Exact output of all the records is required.
##### The input #####
use axum::http::{HeaderMap, HeaderValue, header};
use task_board::config::AuthConfig;
use task_board::error::AppError;
use task_board::middleware::auth::{TokenService, extract_access_token};
use uuid::Uuid;

fn token_service() -> TokenService {
    TokenService::new(AuthConfig {
        jwt_secret: "integration-secret".to_string(),
        access_token_expires_in: 3600,
        refresh_token_expires_in: 14 * 24 * 3600,
        bcrypt_cost: 4,
    })
}

#[test]
fn access_token_carries_identity() {
    let service = token_service();
    let user_id = Uuid::new_v4();
    let issued = service
        .generate_access_token(user_id, "ada@example.com")
        .unwrap();
    assert_eq!(issued.expires_in, 3600);

    let claims = service.verify_access_token(&issued.token).unwrap();
    assert_eq!(claims.sub, user_id);
    assert_eq!(claims.email, "ada@example.com");
    assert_eq!(claims.jti, issued.jti);
}

#[test]
fn each_token_gets_its_own_jti() {
    let service = token_service();
    let user_id = Uuid::new_v4();
    let a = service.generate_access_token(user_id, "a@example.com").unwrap();
    let b = service.generate_access_token(user_id, "a@example.com").unwrap();
    assert_ne!(a.jti, b.jti);
}

#[test]
fn refresh_token_is_rejected_as_access_token() {
    let service = token_service();
    let refresh = service.generate_refresh_token(Uuid::new_v4()).unwrap();
    assert!(service.verify_access_token(&refresh.token).is_err());
    assert!(service.verify_refresh_token(&refresh.token).is_ok());
}

#[test]
fn access_token_is_rejected_as_refresh_token() {
    let service = token_service();
    let access = service
        .generate_access_token(Uuid::new_v4(), "ada@example.com")
        .unwrap();
    let err = service.verify_refresh_token(&access.token).unwrap_err();
    assert!(matches!(err, AppError::Forbidden { .. }));
}

#[test]
fn token_signed_with_other_secret_is_rejected() {
    let other = TokenService::new(AuthConfig {
        jwt_secret: "someone-else".to_string(),
        access_token_expires_in: 3600,
        refresh_token_expires_in: 3600,
        bcrypt_cost: 4,
    });
    let issued = other
        .generate_access_token(Uuid::new_v4(), "x@example.com")
        .unwrap();
    let err = token_service().verify_access_token(&issued.token).unwrap_err();
    assert!(!matches!(err, AppError::TokenExpired));
}

#[test]
fn bearer_header_wins_over_cookie() {
    let mut headers = HeaderMap::new();
    headers.insert(header::AUTHORIZATION, HeaderValue::from_static("Bearer from-header"));
    headers.insert(header::COOKIE, HeaderValue::from_static("accessToken=from-cookie"));
    assert_eq!(extract_access_token(&headers).as_deref(), Some("from-header"));

    headers.remove(header::AUTHORIZATION);
    assert_eq!(extract_access_token(&headers).as_deref(), Some("from-cookie"));
}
#####
- Problem solution
use axum::http::{HeaderMap, HeaderValue, header};
use task_board::config::AuthConfig;
use task_board::error::AppError;
use task_board::middleware::auth::{TokenService, extract_access_token};
use uuid::Uuid;

fn token_service() -> TokenService {
    TokenService::new(AuthConfig {
        jwt_secret: "integration-secret".to_string(),
        access_token_expires_in: 3600,
        refresh_token_expires_in: 14 * 24 * 3600,
        bcrypt_cost: 4,
    })
}

#[test]
fn access_token_carries_identity() {
    let service = token_service();
    let user_id = Uuid::new_v4();
    let issued = service
        .generate_access_token(user_id, "ada@example.com")
        .unwrap();
    assert_eq!(issued.expires_in, 3600);

    let claims = service.verify_access_token(&issued.token).unwrap();
    assert_eq!(claims.sub, user_id);
    assert_eq!(claims.email, "ada@example.com");
    assert_eq!(claims.jti, issued.jti);
}

#[test]
fn each_token_gets_its_own_jti() {
    let service = token_service();
    let user_id = Uuid::new_v4();
    let a = service.generate_access_token(user_id, "a@example.com").unwrap();
    let b = service.generate_access_token(user_id, "a@example.com").unwrap();
    assert_ne!(a.jti, b.jti);
}

#[test]
fn refresh_token_is_rejected_as_access_token() {
    let service = token_service();
    let refresh = service.generate_refresh_token(Uuid::new_v4()).unwrap();
    assert!(service.verify_access_token(&refresh.token).is_err());
    assert!(service.verify_refresh_token(&refresh.token).is_ok());
}

#[test]
fn access_token_is_rejected_as_refresh_token() {
    let service = token_service();
    let access = service
        .generate_access_token(Uuid::new_v4(), "ada@example.com")
        .unwrap();
    let err = service.verify_refresh_token(&access.token).unwrap_err();
    assert!(matches!(err, AppError::Forbidden { .. }));
}

#[test]
fn token_signed_with_other_secret_is_rejected() {
    let other = TokenService::new(AuthConfig {
        jwt_secret: "someone-else".to_string(),
        access_token_expires_in: 3600,
        refresh_token_expires_in: 3600,
        bcrypt_cost: 4,
    });
    let issued = other
        .generate_access_token(Uuid::new_v4(), "x@example.com")
        .unwrap();
    let err = token_service().verify_access_token(&issued.token).unwrap_err();
    assert!(!matches!(err, AppError::TokenExpired));
}

#[test]
fn bearer_header_wins_over_cookie() {
    let mut headers = HeaderMap::new();
    headers.insert(header::AUTHORIZATION, HeaderValue::from_static("Bearer from-header"));
    headers.insert(header::COOKIE, HeaderValue::from_static("accessToken=from-cookie"));
    assert_eq!(extract_access_token(&headers).as_deref(), Some("from-header"));

    headers.remove(header::AUTHORIZATION);
    assert_eq!(extract_access_token(&headers).as_deref(), Some("from-cookie"));
}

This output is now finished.